Standing only 5’6” tall, and weighing in at just 81 pounds, Donald Meek was doomed to be typecast as the mousy, browbeaten character his name implies. Born in Glasgow, Scotland in July, 1878, he dreamed, from an early age, of becoming a performer. At the age of eight, he was performing on stage with a pantomime troupe. By fourteen, he was performing with an acrobatic high-wire act. During a tour of the U.S., he sustained a serious injury in a fall, and had to quit the act. Deciding to stay in the U.S. after his six-month recovery, he devoted more time to acting, travelling with stock companies, and performing in New York. At the outbreak of the Spanish-American War, he joined the army and was assigned to the 6th Pennsylvania Regiment. He was wounded in action in Cuba and lost his hair after contracting Yellow Fever. During his time in the hospital in Cuba, he learned to “listen to the Yanks”, imitating the American manner of speech and losing his Scottish accent. After his discharge, he returned to acting and, in 1903, made his first Broadway appearance. In 1914, with the outbreak of World War I, he traveled north and joined the Canadian Army, serving as a corporal with the Canadian Highlanders. After the war, he returned to Broadway, where he spent the next decade appearing mostly in comical roles. His first movie appearance came in THE CLYDE MYSTERY (1931), the first of eleven two-reelers filmed at the Warner Brothers Eastern Vitaphone Studio in Brooklyn. In 1933, Donald and his wife moved to Hollywood. Moving from studio to studio, he quickly became one of the most sough-after character actors in Hollywood, with some parts being written for him. Donald Meek died of leukemia in November, 1946, unable to fulfill his dream of retiring to raise hybrid roses.

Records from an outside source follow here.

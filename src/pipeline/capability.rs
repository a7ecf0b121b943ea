//! Declared column requirements of every dashboard chart
//!
//! The dashboard checks the table schema once and skips whatever a chart
//! cannot be drawn from; derivation code never tests for columns itself.

use serde::Serialize;

use super::table::Schema;

/// Dashboard sections, in display order
#[derive(Debug, Clone, Copy, PartialEq, Eq, PartialOrd, Ord, Serialize)]
pub enum Section {
    Demographics,
    Behavior,
    Lifecycle,
    Retention,
}

impl Section {
    pub const ALL: [Section; 4] = [
        Section::Demographics,
        Section::Behavior,
        Section::Lifecycle,
        Section::Retention,
    ];

    pub fn title(&self) -> &'static str {
        match self {
            Section::Demographics => "Customer Insight: Demographics Linked to Churn",
            Section::Behavior => "Behavioral Insight: Spend & Activity Patterns",
            Section::Lifecycle => "Early Warning: Churn over Customer Lifecycle",
            Section::Retention => "Strategic Retention: Behavior × Demographics Interaction",
        }
    }
}

#[derive(Debug, Clone, Copy, PartialEq, Eq, Serialize)]
pub enum Chart {
    ChurnByGender,
    ChurnByEducation,
    ChurnByCluster,
    SpendVsUtilization,
    ChurnByTransactionLevel,
    ChurnByTenure,
    PersonaIncomeHeatmap,
}

impl Chart {
    pub const ALL: [Chart; 7] = [
        Chart::ChurnByGender,
        Chart::ChurnByEducation,
        Chart::ChurnByCluster,
        Chart::SpendVsUtilization,
        Chart::ChurnByTransactionLevel,
        Chart::ChurnByTenure,
        Chart::PersonaIncomeHeatmap,
    ];

    /// Columns the chart is derived from, besides the target
    pub fn required_columns(&self) -> &'static [&'static str] {
        match self {
            Chart::ChurnByGender => &["gender"],
            Chart::ChurnByEducation => &["educationtier"],
            Chart::ChurnByCluster => &["demographiccluster"],
            Chart::SpendVsUtilization => &["utilizationrate", "totalspend"],
            Chart::ChurnByTransactionLevel => &["totaltransactions"],
            Chart::ChurnByTenure => &["tenuregroup"],
            Chart::PersonaIncomeHeatmap => &["persona", "income_bucket"],
        }
    }

    pub fn title(&self) -> &'static str {
        match self {
            Chart::ChurnByGender => "Churn by Gender",
            Chart::ChurnByEducation => "Churn by Education Tier",
            Chart::ChurnByCluster => "Churn by Demographic Cluster",
            Chart::SpendVsUtilization => "Spending vs Utilization Rate",
            Chart::ChurnByTransactionLevel => "Churn by Transaction Level",
            Chart::ChurnByTenure => "Churn by Tenure Group",
            Chart::PersonaIncomeHeatmap => "Churn Risk by Persona & Income",
        }
    }

    pub fn section(&self) -> Section {
        match self {
            Chart::ChurnByGender | Chart::ChurnByEducation | Chart::ChurnByCluster => {
                Section::Demographics
            }
            Chart::SpendVsUtilization | Chart::ChurnByTransactionLevel => Section::Behavior,
            Chart::ChurnByTenure => Section::Lifecycle,
            Chart::PersonaIncomeHeatmap => Section::Retention,
        }
    }

    pub fn is_available(&self, schema: &Schema) -> bool {
        schema.supports(self.required_columns())
    }
}

/// Headline metrics; the optional ones depend on a single source column
#[derive(Debug, Clone, Copy, PartialEq, Eq, Serialize)]
pub enum Metric {
    TotalCustomers,
    AttritionRate,
    AvgCreditLimit,
    AvgUtilization,
    AvgSpend,
    AvgTransactions,
}

impl Metric {
    pub const ALL: [Metric; 6] = [
        Metric::TotalCustomers,
        Metric::AttritionRate,
        Metric::AvgCreditLimit,
        Metric::AvgUtilization,
        Metric::AvgSpend,
        Metric::AvgTransactions,
    ];

    pub fn label(&self) -> &'static str {
        match self {
            Metric::TotalCustomers => "Total Customers",
            Metric::AttritionRate => "Attrition Rate",
            Metric::AvgCreditLimit => "Avg Credit Limit",
            Metric::AvgUtilization => "Avg Utilization",
            Metric::AvgSpend => "Avg Spend",
            Metric::AvgTransactions => "Avg Transactions",
        }
    }

    /// Column a metric is averaged from; `None` for metrics that only need the table
    pub fn source_column(&self) -> Option<&'static str> {
        match self {
            Metric::TotalCustomers | Metric::AttritionRate => None,
            Metric::AvgCreditLimit => Some("creditlimit"),
            Metric::AvgUtilization => Some("utilizationrate"),
            Metric::AvgSpend => Some("totalspend"),
            Metric::AvgTransactions => Some("totaltransactions"),
        }
    }
}

/// Split charts into (drawable, skipped) for a schema
pub fn plan_charts(schema: &Schema) -> (Vec<Chart>, Vec<Chart>) {
    Chart::ALL.iter().partition(|c| c.is_available(schema))
}

#[cfg(test)]
mod tests {
    use super::*;
    use polars::prelude::*;
    use super::Schema;

    #[test]
    fn test_plan_charts_by_schema() {
        let df = df! {
            "attritionflag" => [0i32],
            "gender" => ["F"],
            "persona" => ["Saver"],
            "totalspend" => [10.0f64],
        }
        .unwrap();

        let (drawable, skipped) = plan_charts(&Schema::from_frame(&df));

        assert_eq!(drawable, vec![Chart::ChurnByGender]);
        assert!(skipped.contains(&Chart::PersonaIncomeHeatmap));
        assert!(skipped.contains(&Chart::SpendVsUtilization));
        assert_eq!(drawable.len() + skipped.len(), Chart::ALL.len());
    }

    #[test]
    fn test_every_section_has_a_chart() {
        for section in Section::ALL {
            assert!(Chart::ALL.iter().any(|c| c.section() == section));
        }
    }
}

Born in May, 1882, James Gleason’s parents were both performers. In 1898, at the age of 16, he enlisted in the U.S. Army to fight in the Spanish-American War, and spent three years in the Philippines. Although he had made stage appearances as a small child with his parents, he didn’t seriously commit to life in the theater until after his Army discharge. He joined the stock company at the Liberty Theater in Oakland, California, which his parents were managing at the time. Over the following years, he travelled and performed in road shows, perfecting his craft. At the outbreak of World War I, he re-enlisted in the Army, and served until the end of the war. After his discharge from the army, he moved to New York and began acting, writing, directing, and producing on Broadway. His first film role came in POLLY OF THE FOLLIES (1922), starring Constance Talmadge.  He later appeared in and wrote dialogue for, THE BROADWAY MELODY (1929), winner of the second Academy Award for Best Picture. James and his wife, Lucille, soon found themselves contracted to Pathe Pictures, both of them to act and he to write screenplays in addition. During the 1930’s, he appeared in a series of six Hildegarde Withers mystery films, and seven films about the fictional Higgins family, in which his wife and son, Russell, also appeared. In 1941, he played a bartender in A TREE GROWS IN BROOKLYN (1941), and the Frank Capra classic, MEET JOHN DOE (1941). He and Lucille were together again, playing a married couple, in THE CLOCK (1945), in which he plays a milk wagon driver who gives a lesson in marriage to Judy Garland and Robert Walker. In December, 1945, while he was serving in the Army, his son Russell fell from a hotel window to his death. Lucille died in 1947, and James followed his wife and son in April, 1945. He was 76.